Which of the following are packages?

java
java.lang
java.util
java.lang.Math

Answer:
1. No
2. Yes
3. Yes
4. No

Self Check 8.19

Is a Java program without import statements limited to using the default and java.lang packages?

Answer: No — you simply use fully qualified names for all other classes, such as java.util.Random and java.awt.Rectangle.

Self Check 8.20

Suppose your homework assignments are located in the directory /home/me/cs101 (c:\Users\me\cs101 on Windows). Your instructor tells you to place your homework into packages. In which directory do you place the class hw1.problem1.TicTacToeTester?

Answer: /home/me/cs101/hw1/problem1 or, on Windows, c:\Users\me\cs101\hw1\problem1

The Explosive Growth of Personal Computers

Unit Testing Frameworks

Unit test frameworks simplify the task of writing classes that contain many test cases
JUnit: http://junit.org
- Built into some IDEs like BlueJ and Eclipse
Philosophy: whenever you implement a class, also make a companion test class. Run all tests whenever you change your code

Unit Testing Frameworks

Customary that name of the test class ends in Test:

import org.junit.Test; 
import org.junit.Assert; 
public class CashRegisterTest 
{ 
   @Test public void twoPurchases() 
   { 
      CashRegister register = new CashRegister(); 
      register.recordPurchase(0.75); 
      register.recordPurchase(1.50); 
      register.enterPayment(2, 0, 5, 0, 0); 
      double expected = 0.25; 
      Assert.assertEquals(expected, register.giveChange(), EPSILON); 
   } 
   // More test cases 
   . . . 
}

If all test cases pass, the JUnit tool shows a green bar:

Self Check 8.21

Provide a JUnit test class with one test case for the Earthquake class in Chapter 5.

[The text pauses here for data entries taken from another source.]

// SPDX-License-Identifier: AGPL-3.0-or-later
//
// Copyright (C) 2026 Relational Network

//! Configurable HTTP proxy API client.

use reqwest::{Method, StatusCode};
use serde::Serialize;
use tracing::debug;

use super::ServiceClient;
use crate::config::HubAuthConfig;

#[derive(Debug, thiserror::Error)]
pub enum ProxyError {
    #[error("proxy request for {path} failed: {source}")]
    Transport {
        path: String,
        #[source]
        source: reqwest::Error,
    },

    #[error("proxy refused route {path}: {status}: {body}")]
    Rejected {
        path: String,
        status: StatusCode,
        body: String,
    },
}

#[derive(Serialize)]
struct RouteTarget<'a> {
    target: &'a str,
}

/// Client for the proxy's `/api/routes` table.
#[derive(Debug, Clone)]
pub struct ProxyClient {
    service: ServiceClient,
}

impl ProxyClient {
    pub fn new(service: ServiceClient) -> Self {
        Self { service }
    }

    pub fn from_config(config: &HubAuthConfig, http: reqwest::Client) -> Self {
        Self::new(ServiceClient::new(
            config.proxy_base_url.clone(),
            config.proxy_token.clone(),
            http,
        ))
    }

    /// Route everything under `path_prefix` to `target`.
    ///
    /// The proxy answers `201 Created` on success; any other status usually
    /// means the proxy token is wrong.
    pub async fn register_route(&self, path_prefix: &str, target: &str) -> Result<(), ProxyError> {
        let path = format!("/api/routes{path_prefix}");
        debug!(%path, %target, "registering proxy route");

        let response = self
            .service
            .request(Method::POST, &path)
            .json(&RouteTarget { target })
            .send()
            .await
            .map_err(|source| ProxyError::Transport {
                path: path.clone(),
                source,
            })?;

        let status = response.status();
        if status != StatusCode::CREATED {
            let body = response.text().await.unwrap_or_default();
            return Err(ProxyError::Rejected { path, status, body });
        }
        Ok(())
    }
}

Answer: Here is one possible answer, using the JUnit 4 style.

public class EarthquakeTest
{
   @Test public void testLevel4()
   {
      Earthquake quake = new Earthquake(4);
      Assert.assertEquals("Felt by many people, no destruction",
         quake.getDescription());
   }
}

Self Check 8.22

What is the significance of the EPSILON parameter in the assertEquals method?

Answer: It is a tolerance threshold for comparing floating-point numbers. We want the equality test to pass if there is a small roundoff error.